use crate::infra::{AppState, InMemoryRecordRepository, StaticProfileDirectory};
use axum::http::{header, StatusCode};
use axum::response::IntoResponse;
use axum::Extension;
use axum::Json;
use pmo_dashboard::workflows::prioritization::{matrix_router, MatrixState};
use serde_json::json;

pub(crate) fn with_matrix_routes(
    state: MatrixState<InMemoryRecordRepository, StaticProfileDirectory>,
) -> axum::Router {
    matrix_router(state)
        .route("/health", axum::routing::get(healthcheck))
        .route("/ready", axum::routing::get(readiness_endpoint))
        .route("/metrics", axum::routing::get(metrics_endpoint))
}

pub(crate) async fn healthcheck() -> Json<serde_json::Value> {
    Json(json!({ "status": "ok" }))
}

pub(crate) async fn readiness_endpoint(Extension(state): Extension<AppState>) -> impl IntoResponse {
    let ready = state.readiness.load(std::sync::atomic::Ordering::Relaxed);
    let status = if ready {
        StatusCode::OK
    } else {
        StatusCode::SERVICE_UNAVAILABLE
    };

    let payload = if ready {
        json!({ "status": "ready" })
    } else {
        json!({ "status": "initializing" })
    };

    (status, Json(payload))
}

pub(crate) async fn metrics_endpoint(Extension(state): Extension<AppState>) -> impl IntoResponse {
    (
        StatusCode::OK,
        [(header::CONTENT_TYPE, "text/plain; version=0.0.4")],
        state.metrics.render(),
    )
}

-=-=-

● Your goal: Every line from the one containing "use axum::response::IntoResponse;" to the end of the material above must be written out exactly. Nothing else is wanted.

● Reply to the exercise:
use axum::response::IntoResponse;
use axum::Extension;
use axum::Json;
use pmo_dashboard::workflows::prioritization::{matrix_router, MatrixState};
use serde_json::json;

pub(crate) fn with_matrix_routes(
    state: MatrixState<InMemoryRecordRepository, StaticProfileDirectory>,
) -> axum::Router {
    matrix_router(state)
        .route("/health", axum::routing::get(healthcheck))
        .route("/ready", axum::routing::get(readiness_endpoint))
        .route("/metrics", axum::routing::get(metrics_endpoint))
}

pub(crate) async fn healthcheck() -> Json<serde_json::Value> {
    Json(json!({ "status": "ok" }))
}

pub(crate) async fn readiness_endpoint(Extension(state): Extension<AppState>) -> impl IntoResponse {
    let ready = state.readiness.load(std::sync::atomic::Ordering::Relaxed);
    let status = if ready {
        StatusCode::OK
    } else {
        StatusCode::SERVICE_UNAVAILABLE
    };

    let payload = if ready {
        json!({ "status": "ready" })
    } else {
        json!({ "status": "initializing" })
    };

    (status, Json(payload))
}

pub(crate) async fn metrics_endpoint(Extension(state): Extension<AppState>) -> impl IntoResponse {
    (
        StatusCode::OK,
        [(header::CONTENT_TYPE, "text/plain; version=0.0.4")],
        state.metrics.render(),
    )
}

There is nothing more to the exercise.